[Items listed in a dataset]
%%
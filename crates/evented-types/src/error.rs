//! Unified error-code interface.
//!
//! Every error type in this workspace implements [`ErrorCode`] so that
//! callers can branch on a stable machine-readable code instead of
//! matching display strings, and so retry logic can ask whether a
//! failure is worth retrying at all.
//!
//! # Code format
//!
//! - **UPPER_SNAKE_CASE**: e.g. `"EVENT_HANDLER_FAILED"`
//! - **Domain-prefixed**: the channel crate uses the `EVENT_` prefix
//! - **Stable**: a code is an API contract; changing one is breaking
//!
//! # Example
//!
//! ```
//! use evented_types::ErrorCode;
//!
//! #[derive(Debug)]
//! enum DispatchError {
//!     Busy,
//!     Rejected,
//! }
//!
//! impl ErrorCode for DispatchError {
//!     fn code(&self) -> &'static str {
//!         match self {
//!             Self::Busy => "DISPATCH_BUSY",
//!             Self::Rejected => "DISPATCH_REJECTED",
//!         }
//!     }
//!
//!     fn is_recoverable(&self) -> bool {
//!         matches!(self, Self::Busy)
//!     }
//! }
//!
//! assert_eq!(DispatchError::Busy.code(), "DISPATCH_BUSY");
//! assert!(DispatchError::Busy.is_recoverable());
//! ```

/// Machine-readable error code interface.
///
/// # Recoverability
///
/// An error is recoverable if retrying the same operation may succeed:
/// transient conditions, contention, timeouts. It is not recoverable
/// when the inputs themselves are wrong and a retry would replay the
/// same failure.
pub trait ErrorCode {
    /// Returns the stable machine-readable code for this error.
    fn code(&self) -> &'static str;

    /// Returns whether retrying the failed operation may succeed.
    fn is_recoverable(&self) -> bool;
}

/// Validates that an error code follows workspace conventions.
///
/// Checks that the code is non-empty, carries the expected prefix, and
/// is UPPER_SNAKE_CASE.
///
/// # Panics
///
/// Panics with a descriptive message if any check fails. Intended for
/// use in tests.
///
/// # Example
///
/// ```
/// use evented_types::{ErrorCode, assert_error_code};
///
/// #[derive(Debug)]
/// struct Full;
///
/// impl ErrorCode for Full {
///     fn code(&self) -> &'static str { "QUEUE_FULL" }
///     fn is_recoverable(&self) -> bool { true }
/// }
///
/// assert_error_code(&Full, "QUEUE_");
/// ```
pub fn assert_error_code<E: ErrorCode>(err: &E, expected_prefix: &str) {
    let code = err.code();

    assert!(!code.is_empty(), "error code must not be empty");

    assert!(
        code.starts_with(expected_prefix),
        "error code '{}' must start with prefix '{}'",
        code,
        expected_prefix
    );

    assert!(
        is_upper_snake_case(code),
        "error code '{}' must be UPPER_SNAKE_CASE",
        code
    );
}

/// Validates every variant of an error enum at once.
///
/// # Example
///
/// ```
/// use evented_types::{ErrorCode, assert_error_codes};
///
/// #[derive(Debug)]
/// enum E { A, B }
///
/// impl ErrorCode for E {
///     fn code(&self) -> &'static str {
///         match self {
///             Self::A => "X_A",
///             Self::B => "X_B",
///         }
///     }
///     fn is_recoverable(&self) -> bool { false }
/// }
///
/// assert_error_codes(&[E::A, E::B], "X_");
/// ```
pub fn assert_error_codes<E: ErrorCode>(errors: &[E], expected_prefix: &str) {
    for err in errors {
        assert_error_code(err, expected_prefix);
    }
}

/// Checks if a string is UPPER_SNAKE_CASE.
fn is_upper_snake_case(s: &str) -> bool {
    if s.is_empty() {
        return false;
    }

    if s.starts_with('_') || s.ends_with('_') {
        return false;
    }

    if s.contains("__") {
        return false;
    }

    s.chars()
        .all(|c| c.is_ascii_uppercase() || c.is_ascii_digit() || c == '_')
}
#![no_main]

use libfuzzer_sys::fuzz_target;

fuzz_target!(|data: &[u8]| {
    if let Ok(content) = std::str::from_utf8(data) {
        // Fuzz architecture field extraction - this should never panic
        let _ = task_master_planner::extract_fields(content);
    }
});
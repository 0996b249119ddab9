//! Property tests for architecture field extraction.

use proptest::prelude::*;

use task_master_planner::{extract_fields, extract_last_updated, extract_project_name, UNKNOWN_PROJECT};

fn plain_line() -> impl Strategy<Value = String> {
    // No `#` or `|` so generated filler can never form a heading or a
    // table row on its own.
    proptest::string::string_regex("[A-Za-z0-9 _:.\\-]{0,40}").unwrap()
}

fn heading_text() -> impl Strategy<Value = String> {
    proptest::string::string_regex("[A-Za-z0-9][A-Za-z0-9 _.\\-]{0,30}").unwrap()
}

fn date_value() -> impl Strategy<Value = String> {
    proptest::string::string_regex("[A-Za-z0-9][A-Za-z0-9 :.\\-]{0,20}").unwrap()
}

proptest! {
    #![proptest_config(ProptestConfig {
        cases: 96,
        .. ProptestConfig::default()
    })]

    /// PROPERTY: extraction never panics on arbitrary input.
    #[test]
    fn property_extract_fields_never_panics(
        text in "(?s).{0,512}"
    ) {
        let _ = extract_fields(&text);
    }

    /// PROPERTY: a top-level heading is always recovered, trimmed, no
    /// matter what filler surrounds it.
    #[test]
    fn property_heading_is_recovered(
        prefix in proptest::collection::vec(plain_line(), 0..=6),
        name in heading_text(),
        suffix in proptest::collection::vec(plain_line(), 0..=6),
    ) {
        let mut lines = prefix;
        lines.push(format!("# {}", name));
        lines.extend(suffix);
        let text = lines.join("\n");

        prop_assert_eq!(extract_project_name(&text), name.trim());
    }

    /// PROPERTY: text without a top-level heading always yields the
    /// fallback name.
    #[test]
    fn property_no_heading_yields_unknown(
        lines in proptest::collection::vec(plain_line(), 0..=10),
    ) {
        let text = lines.join("\n");
        prop_assert_eq!(extract_project_name(&text), UNKNOWN_PROJECT);
    }

    /// PROPERTY: a well-formed last-updated row is always recovered,
    /// trimmed, no matter what filler surrounds it.
    #[test]
    fn property_last_updated_is_recovered(
        prefix in proptest::collection::vec(plain_line(), 0..=6),
        value in date_value(),
        suffix in proptest::collection::vec(plain_line(), 0..=6),
    ) {
        let mut lines = prefix;
        lines.push(format!("| Last Updated | {} |", value));
        lines.extend(suffix);
        let text = lines.join("\n");

        prop_assert_eq!(extract_last_updated(&text), Some(value.trim().to_string()));
    }

    /// PROPERTY: text without pipes never produces a last-updated value.
    #[test]
    fn property_no_tables_yields_no_date(
        lines in proptest::collection::vec(plain_line(), 0..=10),
    ) {
        let text = lines.join("\n");
        prop_assert_eq!(extract_last_updated(&text), None);
    }
}
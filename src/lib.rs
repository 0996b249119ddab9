//! Task Master Planner - blueprint-driven task plan generation
//!
//! The planner reads a repository's `ProjectArchitecture.md`, merges the
//! extracted metadata with a JSON blueprint template, and writes a
//! `task_master_plan.json` the repository's tooling can act on. Evolve mode
//! appends the evolution blueprint's phases onto a previously generated
//! plan without discarding anything the plan already carried.

pub mod architecture;
pub mod baseline;
pub mod blueprint;
pub mod error;
pub mod generate;
pub mod output;
pub mod plan;
pub mod writer;

// Re-exports for convenience
pub use architecture::{
    extract_fields, extract_last_updated, extract_project_name, read_text_or_empty,
    ArchitectureFields, ARCHITECTURE_FILE, UNKNOWN_PROJECT,
};
pub use baseline::{load_baseline, resolve_baseline_path, LoadedBaseline};
pub use blueprint::Blueprint;
pub use error::{PlannerError, PlannerResult};
pub use generate::{run, GenerateOptions, GenerateResult, DEFAULT_OUTPUT};
pub use plan::{
    evolve_plan, fresh_plan, GenerationMode, PlanContext, PlanDocument, ProjectSection,
    GENERATED_BY,
};
pub use writer::{render_plan, write_plan};
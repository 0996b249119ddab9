//! Blueprint templates for plan generation
//!
//! Two templates ship with the tool: the initial-plan blueprint and the
//! evolution blueprint whose phases are appended when an existing plan
//! grows a new cycle. Both are compiled into the binary from `assets/` so
//! the deployed binary needs no sidecar files; `--blueprint` substitutes a
//! template read from disk.

use std::fs;
use std::path::Path;

use serde::Deserialize;
use serde_json::Value;

use crate::error::{PlannerError, PlannerResult};
use crate::plan::GenerationMode;

/// Embedded initial-plan template
const BLUEPRINT_INITIAL: &str = include_str!("../assets/task-master-blueprint.json");

/// Embedded evolution template
const BLUEPRINT_EVOLUTION: &str = include_str!("../assets/task-master-evolution.json");

fn default_schema_version() -> String {
    "1.0".to_string()
}

/// A plan template.
///
/// Unknown keys are ignored and known keys default, so a sparse template
/// still produces a well-formed plan.
#[derive(Debug, Clone, Deserialize)]
pub struct Blueprint {
    /// Schema version stamped into generated plans
    #[serde(default = "default_schema_version")]
    pub schema_version: String,

    /// Planning assumptions carried into fresh plans
    #[serde(default)]
    pub assumptions: Vec<Value>,

    /// Known risks carried into fresh plans
    #[serde(default)]
    pub risks: Vec<Value>,

    /// Work phases; appended to the baseline's phases in evolve mode
    #[serde(default)]
    pub phases: Vec<Value>,
}

impl Blueprint {
    /// Parse the embedded template for a generation mode
    pub fn for_mode(mode: GenerationMode) -> PlannerResult<Self> {
        let (name, raw) = match mode {
            GenerationMode::Initial => ("assets/task-master-blueprint.json", BLUEPRINT_INITIAL),
            GenerationMode::Evolve => ("assets/task-master-evolution.json", BLUEPRINT_EVOLUTION),
        };
        Self::parse(raw, Path::new(name))
    }

    /// Load a template from disk.
    ///
    /// Unlike the architecture document, a missing or malformed template
    /// is fatal.
    pub fn from_path(path: &Path) -> PlannerResult<Self> {
        if !path.exists() {
            return Err(PlannerError::BlueprintNotFound {
                path: path.to_path_buf(),
            });
        }
        let raw = fs::read_to_string(path)?;
        Self::parse(&raw, path)
    }

    fn parse(raw: &str, file: &Path) -> PlannerResult<Self> {
        serde_json::from_str(raw).map_err(|err| PlannerError::InvalidBlueprint {
            file: file.to_path_buf(),
            message: err.to_string(),
        })
    }
}
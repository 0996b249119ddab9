//! Plan document model and merge rules
//!
//! Fresh generation builds a [`PlanDocument`] from the blueprint and the
//! extracted architecture fields. Evolve generation takes the baseline
//! document as-is and edits it in place: run metadata is overwritten, the
//! blueprint's phases are appended, and everything else the baseline
//! carried survives untouched.

use serde::{Deserialize, Serialize};
use serde_json::{Map, Value};

use crate::architecture::ArchitectureFields;
use crate::baseline::LoadedBaseline;
use crate::blueprint::Blueprint;
use crate::error::{PlannerError, PlannerResult};

/// Identity tag written into every generated plan
pub const GENERATED_BY: &str = "task-master-planner";

/// Plan generation mode
#[derive(
    Debug, Clone, Copy, PartialEq, Eq, Default, Serialize, Deserialize, clap::ValueEnum,
)]
#[serde(rename_all = "lowercase")]
pub enum GenerationMode {
    /// Produce a fresh plan from the initial blueprint
    #[default]
    Initial,
    /// Append the evolution blueprint's phases to an existing plan
    Evolve,
}

impl GenerationMode {
    pub fn as_str(&self) -> &'static str {
        match self {
            GenerationMode::Initial => "initial",
            GenerationMode::Evolve => "evolve",
        }
    }
}

impl std::fmt::Display for GenerationMode {
    fn fmt(&self, f: &mut std::fmt::Formatter<'_>) -> std::fmt::Result {
        f.write_str(self.as_str())
    }
}

/// Values scoped to a single planner run.
///
/// The date and resolved root are plain strings so tests can pin them.
#[derive(Debug, Clone)]
pub struct PlanContext {
    /// Resolved repository root as written into the plan
    pub repo_root: String,
    /// ISO date written as `generated_on`
    pub generated_on: String,
    /// Mode written as `generation_mode`
    pub mode: GenerationMode,
}

/// Project metadata block of a fresh plan.
///
/// Field order here is serialization order in the written file.
#[derive(Debug, Clone, Serialize, Deserialize)]
pub struct ProjectSection {
    #[serde(default)]
    pub name: String,
    pub repo_root: String,
    pub generated_on: String,
    pub generated_by: String,
    pub generation_mode: GenerationMode,
    #[serde(default)]
    pub assumptions: Vec<Value>,
    #[serde(default)]
    pub risks: Vec<Value>,
    #[serde(skip_serializing_if = "Option::is_none")]
    pub source_last_updated: Option<String>,
}

/// A freshly generated plan document
#[derive(Debug, Clone, Serialize, Deserialize)]
pub struct PlanDocument {
    pub schema_version: String,
    pub project: ProjectSection,
    pub phases: Vec<Value>,
}

/// Build a fresh plan from a blueprint and the extracted fields
pub fn fresh_plan(
    blueprint: &Blueprint,
    fields: &ArchitectureFields,
    ctx: &PlanContext,
) -> PlanDocument {
    PlanDocument {
        schema_version: blueprint.schema_version.clone(),
        project: ProjectSection {
            name: fields.project_name.clone(),
            repo_root: ctx.repo_root.clone(),
            generated_on: ctx.generated_on.clone(),
            generated_by: GENERATED_BY.to_string(),
            generation_mode: ctx.mode,
            assumptions: blueprint.assumptions.clone(),
            risks: blueprint.risks.clone(),
            source_last_updated: fields.last_updated.clone(),
        },
        phases: blueprint.phases.clone(),
    }
}

/// Extend a baseline plan with a blueprint's phases.
///
/// Run metadata (`repo_root`, `generated_on`, `generated_by`,
/// `generation_mode`) always overwrites the baseline's. `assumptions` and
/// `risks` are only filled in when the baseline lacks them. Baseline keys
/// the planner does not know about pass through unchanged, existing keys
/// keep their position in the document.
pub fn evolve_plan(
    baseline: LoadedBaseline,
    blueprint: &Blueprint,
    fields: &ArchitectureFields,
    ctx: &PlanContext,
) -> PlannerResult<Value> {
    let LoadedBaseline {
        path,
        document: mut root,
    } = baseline;

    let project = root
        .entry("project")
        .or_insert_with(|| Value::Object(Map::new()));
    let project = project
        .as_object_mut()
        .ok_or_else(|| PlannerError::ProjectNotObject { file: path.clone() })?;

    project.insert("repo_root".to_string(), Value::String(ctx.repo_root.clone()));
    project.insert(
        "generated_on".to_string(),
        Value::String(ctx.generated_on.clone()),
    );
    project.insert(
        "generated_by".to_string(),
        Value::String(GENERATED_BY.to_string()),
    );
    project.insert(
        "generation_mode".to_string(),
        Value::String(ctx.mode.to_string()),
    );
    if !project.contains_key("assumptions") {
        project.insert("assumptions".to_string(), Value::Array(Vec::new()));
    }
    if !project.contains_key("risks") {
        project.insert("risks".to_string(), Value::Array(Vec::new()));
    }
    if let Some(last_updated) = &fields.last_updated {
        project.insert(
            "source_last_updated".to_string(),
            Value::String(last_updated.clone()),
        );
    }

    let mut phases = match root.get("phases") {
        Some(Value::Array(existing)) => existing.clone(),
        Some(_) => return Err(PlannerError::PhasesNotArray { file: path }),
        None => Vec::new(),
    };
    phases.extend(blueprint.phases.iter().cloned());
    root.insert("phases".to_string(), Value::Array(phases));

    Ok(Value::Object(root))
}
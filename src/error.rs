//! Error types for the planner
//!
//! Uses `thiserror` for library errors; the binary wraps these in `anyhow`
//! at the command boundary.

use std::path::PathBuf;
use thiserror::Error;

/// Result type alias for planner operations
pub type PlannerResult<T> = Result<T, PlannerError>;

/// Main error type for planner operations
#[derive(Error, Debug)]
pub enum PlannerError {
    /// Blueprint template file not found
    #[error("blueprint template not found: {path}")]
    BlueprintNotFound { path: PathBuf },

    /// Invalid blueprint JSON
    #[error("invalid blueprint JSON in {file}: {message}")]
    InvalidBlueprint { file: PathBuf, message: String },

    /// Invalid baseline plan JSON
    #[error("invalid baseline JSON in {file}: {message}")]
    InvalidBaseline { file: PathBuf, message: String },

    /// Baseline plan parsed but the top level is not a JSON object
    #[error("baseline plan {file} is not a JSON object")]
    BaselineNotObject { file: PathBuf },

    /// Baseline carries a `project` entry that is not a JSON object
    #[error("baseline plan {file} has a non-object 'project' entry")]
    ProjectNotObject { file: PathBuf },

    /// Baseline carries a `phases` entry that is not a JSON array
    #[error("baseline plan {file} has a non-array 'phases' entry")]
    PhasesNotArray { file: PathBuf },

    /// IO error
    #[error("IO error: {0}")]
    Io(#[from] std::io::Error),

    /// JSON serialization error
    #[error("JSON error: {0}")]
    Json(#[from] serde_json::Error),
}
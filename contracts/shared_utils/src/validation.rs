use soroban_sdk::{Address, Env, String};

/// The all-zero Stellar account, used as the null principal.
pub const ZERO_ACCOUNT: &str = "GAAAAAAAAAAAAAAAAAAAAAAAAAAAAAAAAAAAAAAAAAAAAAAAAAAAAWHF";

pub struct Validation;

impl Validation {
    pub fn zero_address(e: &Env) -> Address {
        Address::from_string(&String::from_str(e, ZERO_ACCOUNT))
    }

    pub fn is_zero_address(e: &Env, address: &Address) -> bool {
        *address == Self::zero_address(e)
    }

    pub fn is_positive(amount: i128) -> bool {
        amount > 0
    }

    pub fn is_non_negative(amount: i128) -> bool {
        amount >= 0
    }
}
%%
=== REQUIRED ACTION ===
What lines above mention "assumptions"? Copy each one.

=== RESPONSE FOR THIS EXERCISE ===
    /// Planning assumptions carried into fresh plans
    pub assumptions: Vec<Value>,
    pub assumptions: Vec<Value>,
            assumptions: blueprint.assumptions.clone(),
/// `generation_mode`) always overwrites the baseline's. `assumptions` and
    if !project.contains_key("assumptions") {
        project.insert("assumptions".to_string(), Value::Array(Vec::new()));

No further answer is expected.